Capitalism … is by nature a form or method of economic change and not only never is but never can be stationary. … The fundamental impulse that sets and keeps the capitalist engine in motion comes from the new consumers’ goods, the new methods of production or transportation, the new markets, the new forms of industrial organization that capitalist enterprise creates. … The opening up of new markets, foreign or domestic, and the organizational development from the craft shop and factory to such concerns as U.S. Steel illustrate the process of industrial mutation that incessantly revolutionizes the economic structure from within, incessantly destroying the old one, incessantly creating a new one. This process of Creative Destruction is the essential fact about capitalism.

That’s a quote from Austrian economist Joseph Schumpeter’s 1942 book Capitalism, Socialism and Democracy.

I’m John Fanning and this is the Create with John Fanning podcast.

How’s it goin out there. Hope all is well.

This is Episode 14 of my series of episodes on Imagination and creativity, based around my book Create.

Last time I spoke about the Walls of ageism and retirement, but today I want to talk about one of the greatest Walls to the Imagination, to creativity: capitalism.

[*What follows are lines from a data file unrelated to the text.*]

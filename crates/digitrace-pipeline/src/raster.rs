//! Raster helpers: decoding, ink binarization and cropping to the trace.
//!
//! The only place the pipeline touches pixels. Everything downstream of
//! the vectorizer works on paths.

use image::GrayImage;
use imageproc::contrast::ThresholdType;

use crate::types::{DigitizeError, GuideTrace};

/// Decode raw image bytes (PNG, JPEG, BMP, WebP) into grayscale.
///
/// # Errors
///
/// Returns [`DigitizeError::EmptyInput`] if `bytes` is empty and
/// [`DigitizeError::ImageDecode`] if the data cannot be decoded.
#[must_use = "returns the decoded grayscale image"]
pub fn decode_grayscale(bytes: &[u8]) -> Result<GrayImage, DigitizeError> {
    if bytes.is_empty() {
        return Err(DigitizeError::EmptyInput);
    }
    Ok(image::load_from_memory(bytes)?.to_luma8())
}

/// Mark ink pixels (darker than `threshold`) white and paper black.
///
/// Contour tracing treats non-zero pixels as foreground, so dark plot
/// lines on light paper have to be inverted first.
#[must_use]
pub fn binarize(image: &GrayImage, threshold: u8) -> GrayImage {
    // `BinaryInverted` marks pixels at or below its level; nothing is
    // darker than 0.
    threshold.checked_sub(1).map_or_else(
        || GrayImage::new(image.width(), image.height()),
        |level| imageproc::contrast::threshold(image, level, ThresholdType::BinaryInverted),
    )
}

/// A rectangular window of the source image, in pixels.
#[derive(Debug, Clone, Copy, PartialEq, Eq)]
pub struct CropRegion {
    /// Left edge.
    pub x: u32,
    /// Top edge.
    pub y: u32,
    /// Width of the window.
    pub width: u32,
    /// Height of the window.
    pub height: u32,
}

impl CropRegion {
    /// The window covering a whole `width` x `height` image.
    #[must_use]
    pub const fn full(width: u32, height: u32) -> Self {
        Self {
            x: 0,
            y: 0,
            width,
            height,
        }
    }

    /// The part of a `width` x `height` image the trace can reach.
    ///
    /// Horizontally the window spans the trace plus half the pen width;
    /// vertically it is widened by `margin` on both sides. Returns
    /// `None` when the window misses the image or the trace is empty.
    #[must_use]
    pub fn around_trace(trace: &GuideTrace, width: u32, height: u32, margin: u32) -> Option<Self> {
        let first = trace.points.first()?;
        let (mut min_x, mut max_x, mut min_y, mut max_y) = (first.x, first.x, first.y, first.y);
        for p in &trace.points {
            min_x = min_x.min(p.x);
            max_x = max_x.max(p.x);
            min_y = min_y.min(p.y);
            max_y = max_y.max(p.y);
        }
        let half_pen = f64::from(trace.pen_width) / 2.0;
        let margin = f64::from(margin);

        let left = clamp_px((min_x - half_pen).floor(), width);
        let right = clamp_px((max_x + half_pen).ceil(), width);
        let top = clamp_px((min_y - margin).floor(), height);
        let bottom = clamp_px((max_y + margin).ceil(), height);
        if right <= left || bottom <= top {
            return None;
        }
        Some(Self {
            x: left,
            y: top,
            width: right - left,
            height: bottom - top,
        })
    }

    /// Copy this window out of `image`.
    #[must_use]
    pub fn apply(&self, image: &GrayImage) -> GrayImage {
        image::imageops::crop_imm(image, self.x, self.y, self.width, self.height).to_image()
    }

    /// Offset of the window's origin in source-image pixels.
    #[must_use]
    pub fn offset(&self) -> (f64, f64) {
        (f64::from(self.x), f64::from(self.y))
    }
}

/// Clamp a pixel coordinate into `0..=limit`.
#[allow(clippy::cast_possible_truncation, clippy::cast_sign_loss)]
fn clamp_px(v: f64, limit: u32) -> u32 {
    v.clamp(0.0, f64::from(limit)) as u32
}

#[cfg(test)]
#[allow(clippy::unwrap_used)]
mod tests {
    use super::*;
    use crate::types::Point;

    fn encode_png(img: &GrayImage) -> Vec<u8> {
        let mut buf = Vec::new();
        let encoder = image::codecs::png::PngEncoder::new(&mut buf);
        image::ImageEncoder::write_image(
            encoder,
            img.as_raw(),
            img.width(),
            img.height(),
            image::ExtendedColorType::L8,
        )
        .ok();
        buf
    }

    #[test]
    fn empty_input_returns_error() {
        assert!(matches!(decode_grayscale(&[]), Err(DigitizeError::EmptyInput)));
    }

    #[test]
    fn corrupt_bytes_return_decode_error() {
        let result = decode_grayscale(&[0xFF, 0xFE, 0x00, 0x01]);
        assert!(matches!(result, Err(DigitizeError::ImageDecode(_))));
    }

    #[test]
    fn png_round_trips_through_decode() {
        let img = GrayImage::from_fn(7, 3, |x, _| image::Luma([u8::try_from(x * 30).unwrap()]));
        let decoded = decode_grayscale(&encode_png(&img)).unwrap();
        assert_eq!(decoded.dimensions(), (7, 3));
        assert_eq!(decoded.get_pixel(6, 2).0[0], 180);
    }

    #[test]
    fn binarize_marks_dark_pixels() {
        let img = GrayImage::from_fn(3, 1, |x, _| image::Luma([[0, 127, 128][x as usize]]));
        let bin = binarize(&img, 128);
        assert_eq!(bin.as_raw(), &vec![255, 255, 0]);
    }

    #[test]
    fn binarize_extreme_thresholds() {
        let img = GrayImage::from_fn(3, 1, |x, _| image::Luma([[0, 254, 255][x as usize]]));
        assert_eq!(binarize(&img, 0).as_raw(), &vec![0, 0, 0]);
        assert_eq!(binarize(&img, 255).as_raw(), &vec![255, 255, 0]);
    }

    #[test]
    fn crop_spans_trace_plus_margin() {
        let trace = GuideTrace::new(vec![Point::new(100.0, 200.0), Point::new(300.0, 220.0)], 40);
        let crop = CropRegion::around_trace(&trace, 1000, 1000, 80).unwrap();
        assert_eq!(
            crop,
            CropRegion {
                x: 80,
                y: 120,
                width: 240,
                height: 180,
            }
        );
        assert_eq!(crop.offset(), (80.0, 120.0));
    }

    #[test]
    fn crop_is_clamped_to_image() {
        let trace = GuideTrace::new(vec![Point::new(5.0, 5.0), Point::new(60.0, 30.0)], 20);
        let crop = CropRegion::around_trace(&trace, 50, 40, 80).unwrap();
        assert_eq!(crop, CropRegion::full(50, 40));
        let img = GrayImage::new(50, 40);
        assert_eq!(crop.apply(&img).dimensions(), (50, 40));
    }

    #[test]
    fn crop_outside_image_is_none() {
        let trace = GuideTrace::new(vec![Point::new(500.0, 500.0)], 4);
        assert!(CropRegion::around_trace(&trace, 50, 40, 10).is_none());
    }
}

This episode is going to be at least twice the normal length I try to put out because of the nature of the subject. This battle between authenticity and this hyper-capitalist global reality we find ourselves living in effects the imagination and creativity in so many different ways. Because I will not be able to get it to be under an hour I’ve left it to be the last Wall episode before heading into Doors towards the Imagination.

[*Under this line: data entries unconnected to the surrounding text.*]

impl Digitizer {
    /// A driver with its own cancel token.
    #[must_use]
    pub fn new(config: DigitizeConfig) -> Self {
        Self {
            config,
            cancel: CancelToken::new(),
            state: DriverState::Idle,
        }
    }

    /// Use `token` for cancellation instead of a private one.
    #[must_use]
    pub fn with_cancel_token(mut self, token: CancelToken) -> Self {
        self.cancel = token;
        self
    }

    /// A handle that cancels this driver's runs.
    #[must_use]
    pub fn cancel_token(&self) -> CancelToken {
        self.cancel.clone()
    }

    /// Current state.
    #[must_use]
    pub const fn state(&self) -> DriverState {
        self.state
    }

    /// The configuration runs use.
    #[must_use]
    pub const fn config(&self) -> &DigitizeConfig {
        &self.config
    }

    /// Digitize the curve `trace` follows in `image`.
    ///
    /// # Errors
    ///
    /// Returns [`DigitizeError::InvalidConfig`] or
    /// [`DigitizeError::InvalidTrace`] for unusable input, whatever the
    /// vectorizer reports, and [`DigitizeError::Cancelled`] when the
    /// cancel token fires. An empty result is `Ok`.
    pub fn run<V, P>(
        &mut self,
        image: &GrayImage,
        vectorizer: &V,
        trace: &GuideTrace,
        progress: P,
    ) -> Result<DigitizedPoints, DigitizeError>
    where
        V: Vectorizer + ?Sized,
        P: Progress,
    {
        self.run_with_diagnostics(image, vectorizer, trace, progress, &NoClock)
            .map(|(points, _)| points)
    }

    /// [`run`](Self::run), also returning per-stage diagnostics timed
    /// with `clock`.
    ///
    /// # Errors
    ///
    /// Same as [`run`](Self::run).
    pub fn run_with_diagnostics<V, P, C>(
        &mut self,
        image: &GrayImage,
        vectorizer: &V,
        trace: &GuideTrace,
        progress: P,
        clock: &C,
    ) -> Result<(DigitizedPoints, PipelineDiagnostics), DigitizeError>
    where
        V: Vectorizer + ?Sized,
        P: Progress,
        C: Clock,
    {
        self.transition(DriverState::Idle);
        let result = self.drive(image, vectorizer, trace, progress, clock);
        let end = match &result {
            Ok(_) => DriverState::Done,
            Err(DigitizeError::Cancelled) => DriverState::Aborted,
            Err(_) => DriverState::Failed,
        };
        self.transition(end);
        result
    }

    fn drive<V, P, C>(
        &mut self,
        image: &GrayImage,
        vectorizer: &V,
        trace: &GuideTrace,
        progress: P,
        clock: &C,
    ) -> Result<(DigitizedPoints, PipelineDiagnostics), DigitizeError>
    where
        V: Vectorizer + ?Sized,
        P: Progress,
        C: Clock,
    {
        let run_start = clock.now();
        self.config.validate()?;
        trace.validate()?;
        self.transition(DriverState::Vectorizing);
        self.cancel.check()?;

        let mut progress = Monotone::new(progress);
        progress.report(0.0);

        let (width, height) = image.dimensions();
        let region = self.config.crop_margin.and_then(|margin| {
            let region = CropRegion::around_trace(trace, width, height, margin);
            if region.is_none() {
                log::warn!("guide trace lies outside the {width}x{height} image; not cropping");
            }
            region
        });
        let working: Cow<'_, GrayImage> = match region {
            Some(r) if r != CropRegion::full(width, height) => Cow::Owned(r.apply(image)),
            _ => Cow::Borrowed(image),
        };
        let (ox, oy) = region.map_or((0.0, 0.0), |r| r.offset());

        let t = clock.now();
        let mut paths = vectorizer.vectorize(&working)?;
        let vectorize = StageDiagnostics {
            duration: clock.elapsed(&t),
            metrics: StageMetrics::Vectorize {
                width: working.width(),
                height: working.height(),
                cropped: matches!(working, Cow::Owned(_)),
                path_count: paths.len(),
            },
        };
        log::debug!(
            "vectorized {}x{} image into {} paths",
            working.width(),
            working.height(),
            paths.len()
        );
        progress.report(VECTORIZE_SHARE);
        self.cancel.check()?;

        if self.config.flip_vertical {
            let flip = Affine::new([1.0, 0.0, 0.0, -1.0, 0.0, f64::from(working.height())]);
            for path in &mut paths {
                path.apply_affine(flip);
            }
        }

        self.transition(DriverState::Filtering);
        let local_trace = trace.translated(-ox, -oy);
        let span = Span {
            start: VECTORIZE_SHARE,
            width: 1.0 - VECTORIZE_SHARE,
        };
        let (points, mut diagnostics) = filter_and_join(
            &paths,
            &local_trace,
            &self.config,
            &self.cancel,
            &mut progress,
            span,
            clock,
        )?;

        let points = DigitizedPoints::new(
            points
                .into_points()
                .into_iter()
                .map(|p| p.translate(ox, oy))
                .collect(),
        );
        diagnostics.vectorize = Some(vectorize);
        diagnostics.total_duration = clock.elapsed(&run_start);
        Ok((points, diagnostics))
    }

    fn transition(&mut self, next: DriverState) {
        if self.state != next {
            debug_assert!(
                self.state.can_move_to(next),
                "digitizer cannot go from {:?} to {next:?}",
                self.state
            );
            log::debug!("digitizer: {:?} -> {next:?}", self.state);
            self.state = next;
        }
    }
}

Five years after working in a coffee shop on Manhattan I took another creative leap, this time with my wife, to the Black Mountains in the south of France. We created a place for people like us, whose first priority is to honor the need to create. We started La Muse to create an affordable, beautiful, inspiring and comfortable place for creators. Emphasis on the first word, affordable, especially because I’m talking about capitalism. We didn’t understand people wouldn’t come if we didn’t charge regular prices. We thought they’d come because we were offering really cheap prices. But that’s not the way we’ve been conditioned by capitalism. People didn’t come. We were told later that they thought it was a scam, too good to be true. Later, a friend who managed a Hyatt hotel explained to us how each room has to have a different price because people need to assign “value” to what they are buying. At the hotel he managed they only ever rented the presidential suite out twice a year. It was immense. It was empty the whole rest of the year. It didn’t matter, because those two bookings took care of all the fixed costs for the year for the hotel. So we raised our prices even though we wanted to keep them low so creators with no money would be able to come. And of course, creators started coming. That’s capitalism.

Like Camden Town before MTV moved in, like the East Village before it became gentrified, we moved to the Aude, the Cinderella of France. Creative people discover places before developers, because for creators living creatively is the motivation, not status, wealth. Creators are marginalized in our predominant capitalist society, often crossing paths in places they’ve discovered a...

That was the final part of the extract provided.